A field is best explained as, for example, a magnetic field; the magnetic force can be determined for each point in a magnetic field and the field is therefore considered to be continuous. Similarly, environmental phenomena such as air pollution or flooding are considered to be continuous in space and time although they are sampled at limited, discrete time-space locations with sensors. This project develops the field algebra which is an intuitive, yet mathematically defined formalism to represent real-world phenomena as fields and to express analytical needs as canonical operations over fields. The field model represents phenomena as continuous entities again, and the implementation hides the fact that their spatio-temporal continuity is calculated on the-fly based on real-time measurements streams.

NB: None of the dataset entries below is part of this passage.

//! Shared test helpers: an in-memory node and account fixtures.

use std::collections::HashMap;
use std::sync::Arc;
use std::time::Duration;

use async_trait::async_trait;
use parking_lot::Mutex;

use filament_core::address::Address;
use filament_core::cid::Cid;
use filament_core::crypto::SignatureType;
use filament_core::message::{GasParams, Message, SignedMessage};
use filament_core::network::Network;
use filament_core::token::Token;
use filament_rpc::{ActorState, MsgLookup, NodeRpc, Receipt, RpcError, WaitOptions};
use filament_wallet::{AccountData, Wallet};

/// BIP-39 test phrase (all-zero entropy).
pub const ABANDON: &str = "abandon abandon abandon abandon abandon abandon abandon abandon abandon abandon abandon about";

/// Gas the mock node hands out for every estimate.
pub const TEST_GAS: GasParams = GasParams {
    gas_limit: 1_000_000,
    gas_fee_cap: Token::from_atto_u128(100),
    gas_premium: Token::from_atto_u128(50),
};

/// Derive a test account from [`ABANDON`].
pub fn account(network: Network, sig_type: SignatureType, path: &str) -> AccountData {
    Wallet::derive_account(ABANDON, sig_type, path, "", network).unwrap()
}

/// Wait options suited to an in-memory node.
pub fn fast_wait(timeout: Duration) -> WaitOptions {
    WaitOptions {
        timeout,
        poll_interval: Duration::from_millis(5),
        confidence: 0,
    }
}

#[derive(Default)]
struct NodeState {
    actors: HashMap<Address, ActorState>,
    pending: Vec<SignedMessage>,
    executed: HashMap<Cid, MsgLookup>,
    height: i64,
    fail_next: Option<i64>,
}

impl NodeState {
    fn pending_from(&self, from: &Address) -> u64 {
        self.pending
            .iter()
            .filter(|m| m.message().from() == from)
            .count() as u64
    }

    fn next_nonce(&self, from: &Address) -> u64 {
        self.actors.get(from).map_or(0, |a| a.nonce) + self.pending_from(from)
    }

    fn execute(&mut self, signed: SignedMessage, exit_code: i64) -> Result<(), RpcError> {
        let cid = signed.cid();
        let message = signed.message();
        let fee = max_fee(message)?;

        let sender = self
            .actors
            .get_mut(message.from())
            .ok_or_else(|| RpcError::AccountNotFound(format!("{:?}", message.from())))?;
        sender.nonce += 1;
        sender.balance = sender.balance.checked_sub(fee)?;
        if exit_code == 0 {
            sender.balance = sender.balance.checked_sub(message.value())?;
            let receiver = self.actors.entry(message.to().clone()).or_default();
            receiver.balance = receiver.balance.checked_add(message.value())?;
        }

        let lookup = MsgLookup {
            message: cid.clone(),
            receipt: Receipt {
                exit_code,
                return_data: Vec::new(),
                gas_used: message.gas_limit(),
            },
            height: self.height,
        };
        self.executed.insert(cid, lookup);
        Ok(())
    }
}

/// Most a message can cost in gas: `gas_fee_cap * gas_limit`.
fn max_fee(message: &Message) -> Result<Token, RpcError> {
    Ok(message.gas_fee_cap().checked_mul(message.gas_limit() as u128)?)
}

/// In-memory node: checks signatures, nonces and balances on submit, and
/// executes pending messages when [`MockNode::mine`] is called.
pub struct MockNode {
    network: Network,
    state: Mutex<NodeState>,
}

impl MockNode {
    pub fn new(network: Network) -> Self {
        Self {
            network,
            state: Mutex::new(NodeState::default()),
        }
    }

    /// Credit `amount`, creating the actor if needed.
    pub fn fund(&self, address: &Address, amount: Token) {
        let mut state = self.state.lock();
        let actor = state.actors.entry(address.clone()).or_default();
        actor.balance = actor.balance.checked_add(amount).unwrap();
    }

    pub fn balance(&self, address: &Address) -> Option<Token> {
        self.state.lock().actors.get(address).map(|a| a.balance)
    }

    pub fn pending_len(&self) -> usize {
        self.state.lock().pending.len()
    }

    /// Nonces of pending messages from `from`, in submission order.
    pub fn pending_nonces(&self, from: &Address) -> Vec<u64> {
        self.state
            .lock()
            .pending
            .iter()
            .filter(|m| m.message().from() == from)
            .map(|m| m.message().nonce())
            .collect()
    }

    /// Make the next executed message fail with `exit_code`.
    pub fn fail_next(&self, exit_code: i64) {
        self.state.lock().fail_next = Some(exit_code);
    }

    /// Produce one epoch, executing every pending message in nonce order.
    pub fn mine(&self) -> usize {
        let mut state = self.state.lock();
        state.height += 1;
        let mut pending = std::mem::take(&mut state.pending);
        pending.sort_by_key(|m| m.message().nonce());
        let count = pending.len();
        for signed in pending {
            let exit_code = state.fail_next.take().unwrap_or(0);
            state.execute(signed, exit_code).unwrap();
        }
        count
    }

    /// Produce `epochs` empty epochs.
    pub fn advance(&self, epochs: i64) {
        self.state.lock().height += epochs;
    }
}

#[async_trait]
impl NodeRpc for MockNode {
    fn network(&self) -> Network {
        self.network
    }

    async fn get_nonce(&self, address: &Address) -> Result<u64, RpcError> {
        Ok(self.state.lock().next_nonce(address))
    }

    async fn estimate_gas(&self, _message: &Message) -> Result<GasParams, RpcError> {
        Ok(TEST_GAS)
    }

    async fn submit(&self, signed: &SignedMessage) -> Result<Cid, RpcError> {
        signed
            .verify()
            .map_err(|e| RpcError::SubmissionRejected(format!("bad signature: {e}")))?;
        let message = signed.message();
        let mut state = self.state.lock();

        let expected = state.next_nonce(message.from());
        if message.nonce() != expected {
            return Err(RpcError::SubmissionRejected(format!(
                "nonce {} does not match expected {expected}",
                message.nonce()
            )));
        }
        let balance = state
            .actors
            .get(message.from())
            .map_or(Token::zero(), |a| a.balance);
        if balance < message.required_funds()? {
            return Err(RpcError::SubmissionRejected("insufficient funds".into()));
        }

        state.pending.push(signed.clone());
        Ok(signed.cid())
    }

    async fn get_actor_state(&self, address: &Address) -> Result<ActorState, RpcError> {
        self.state
            .lock()
            .actors
            .get(address)
            .cloned()
            .ok_or_else(|| RpcError::AccountNotFound(format!("{address:?}")))
    }

    async fn search_msg(&self, cid: &Cid) -> Result<Option<MsgLookup>, RpcError> {
        Ok(self.state.lock().executed.get(cid).cloned())
    }

    async fn chain_height(&self) -> Result<i64, RpcError> {
        Ok(self.state.lock().height)
    }
}

/// Mine an epoch every `interval` until the returned handle is aborted.
pub fn spawn_miner(node: Arc<MockNode>, interval: Duration) -> tokio::task::JoinHandle<()> {
    tokio::spawn(async move {
        loop {
            tokio::time::sleep(interval).await;
            node.mine();
        }
    })
}
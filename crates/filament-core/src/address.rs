//! Address encoding for Filecoin-style networks.
//!
//! An address is a protocol byte followed by a protocol-specific payload:
//!
//! | Protocol | Payload |
//! |---|---|
//! | 0 ID | unsigned LEB128 actor ID |
//! | 1 secp256k1 | BLAKE2b-160 of the uncompressed public key |
//! | 2 actor | BLAKE2b-160 of actor creation data |
//! | 3 BLS | 48-byte compressed G1 public key |
//! | 4 delegated | LEB128 namespace ++ sub-address |
//!
//! The string form is `<network prefix><protocol digit><body>`. For protocols
//! 1-3 the body is lowercase unpadded RFC-4648 base32 of `payload ++ checksum`,
//! where the checksum is a 4-byte BLAKE2b of `protocol byte ++ payload`. ID
//! addresses render the actor ID in decimal and carry no checksum. Delegated
//! addresses render as `<namespace>f<base32(sub-address ++ checksum)>`.

use serde::{Deserialize, Deserializer, Serialize, Serializer};
use std::fmt;
use std::str::FromStr;

use crate::constants::{
    BLS_PUBLIC_KEY_LEN, CHECKSUM_LEN, EAM_NAMESPACE, MAX_ACTOR_ID, MAX_ADDRESS_STRING_LEN,
    MAX_SUBADDRESS_LEN, PAYLOAD_HASH_LEN, SECP_PUBLIC_KEY_LEN,
};
use crate::error::AddressError;
use crate::hash::{blake2b_160, checksum};
use crate::network::Network;

/// RFC-4648 base32 alphabet, lowercase.
const BASE32_ALPHABET: &[u8; 32] = b"abcdefghijklmnopqrstuvwxyz234567";

/// Address protocol, the first byte of the binary form.
#[derive(Clone, Copy, Debug, PartialEq, Eq, Hash, PartialOrd, Ord)]
#[repr(u8)]
pub enum Protocol {
    Id = 0,
    Secp256k1 = 1,
    Actor = 2,
    Bls = 3,
    Delegated = 4,
}

impl Protocol {
    pub fn as_byte(self) -> u8 {
        self as u8
    }

    fn from_digit(c: char) -> Result<Self, AddressError> {
        match c {
            '0'..='9' => Protocol::try_from(c as u8 - b'0'),
            _ => Err(AddressError::InvalidProtocol(c.to_string())),
        }
    }
}

impl TryFrom<u8> for Protocol {
    type Error = AddressError;

    fn try_from(b: u8) -> Result<Self, Self::Error> {
        match b {
            0 => Ok(Protocol::Id),
            1 => Ok(Protocol::Secp256k1),
            2 => Ok(Protocol::Actor),
            3 => Ok(Protocol::Bls),
            4 => Ok(Protocol::Delegated),
            _ => Err(AddressError::InvalidProtocol(b.to_string())),
        }
    }
}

Extending sensor data streams to fields is transformative, as rarely a domain scientist is interested in the readings of individual sensors. Allowing scientists to work with high-level abstractions will significantly enhance their analytical tasks such as finding insights about changes, trends, or unexpected events happening in the real world. The project will integrate fields and data streams mathematically so that mappings between both are well-defined. The field data model is complemented by the development of an innovative computational framework for synthesizing and analyzing fields based on very large numbers of high throughput, real-time sensor data streams, and for creating continuous representations on-the-fly. This framework provides novel algorithms to assure that the field operators can absorb the throughput of very large numbers of sensor data streams, yet still compute complex analytical results in near real-time. This project will benefit our society by enabling us to react to situations such as extreme weather events, environmental disasters or chemical accidents immediately, and organize response effort based on accurate and timely information; this will help to protect the public interests better.